It will be a pedestrian free-for-all next spring as Toronto council has approved scramble intersections that allow people to cross the street any which way they want.

At Tuesday's city council meeting, councillors approved the scramble concept for four busy intersections: Yonge and Bloor, Bay and Bloor, Yonge and Dundas and Bay and Dundas.

Under the new system, red lights will stop traffic in all directions at once. That way, rather than crossing the street with the flow of traffic, pedestrians will be able to walk in any direction they like -- even diagonally.

"The idea is to try and separate the time when pedestrians can use intersections and when vehicles can use intersections," Bruce Zvaniga, Toronto's manager of urban traffic control systems, told on Friday before the vote.

"The expected benefit is to pedestrians in terms of safety and general comfort."
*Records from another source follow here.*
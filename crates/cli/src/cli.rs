//! Command-line argument definitions.

use std::path::PathBuf;

use clap::Parser;

use alertbook_core::GroupBy;

/// Compile Ansible-style inventories and alert-rule templates into
/// Prometheus rule files.
#[derive(Parser, Debug)]
#[command(name = "alertbook", version, about)]
pub struct CliArgs {
    /// Inventory YAML file. `group_vars/` and `host_vars/` directories are
    /// discovered next to it.
    #[arg(short, long, env = "ALERTBOOK_INVENTORY")]
    pub inventory: PathBuf,

    /// Directory containing rule-template YAML files.
    #[arg(short, long, env = "ALERTBOOK_RULES")]
    pub rules: PathBuf,

    /// Output directory for compiled rule files; prints to stdout when
    /// omitted.
    #[arg(short, long)]
    pub out: Option<PathBuf>,

    /// Output grouping mode: `host` (one document per host) or `single`
    /// (one merged document).
    #[arg(long, default_value_t = GroupBy::Host, value_parser = parse_group_by)]
    pub group_by: GroupBy,

    /// Recursively merge mapping-typed variables instead of replacing
    /// them wholesale.
    #[arg(long)]
    pub deep_merge: bool,
}

fn parse_group_by(s: &str) -> Result<GroupBy, String> {
    s.parse()
}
Those on foot will also be stopped in all directions when vehicles are given the green light.

But Zvaniga believes motorists will also feel safer making turns as they won't have to wait for crossing pedestrians or try to push through gaps when there are crowds of walkers.

Zvaniga said the main disadvantage with the intersections would be the longer wait times, which haven't yet been determined.

The chosen intersections were selected because they have a large volume of pedestrian traffic, well over 10,000 crossings every day, Zvaniga said.

Dundas intersections last-minute choice

At first, only the two Bloor Street intersections were chosen. But at Coun. Kyle Rae's urging, two more intersections in his ward were added during the council meeting.

The downtown councillor said more than 62,000 people cross Yonge and Dundas Streets daily. At Bay and Dundas Streets, the bus terminal and the Ryerson business building also make it an ideal spot for the scramble.

The Dundas scramble will probably start after the Bloor scramble has started because the intersections still have to be appropriately assessed by city staff.

The project will cost the city about a "couple thousand dollars per intersection, if that!" said Gary Welsh, general manager of Toronto's transportations services department.  

"There will be some signal changes and signage costs that won't cost much plus some additional line painting," he told "This is not a major cost."

The traffic plan is part of the Toronto Walking Strategy, an environmental and pedestrian-friendly strategy endorsed in the city's official plan for governing and growing Toronto.

Zvaniga estimates the test-runs would last between three to six months, unless they are deemed a terrible idea right away.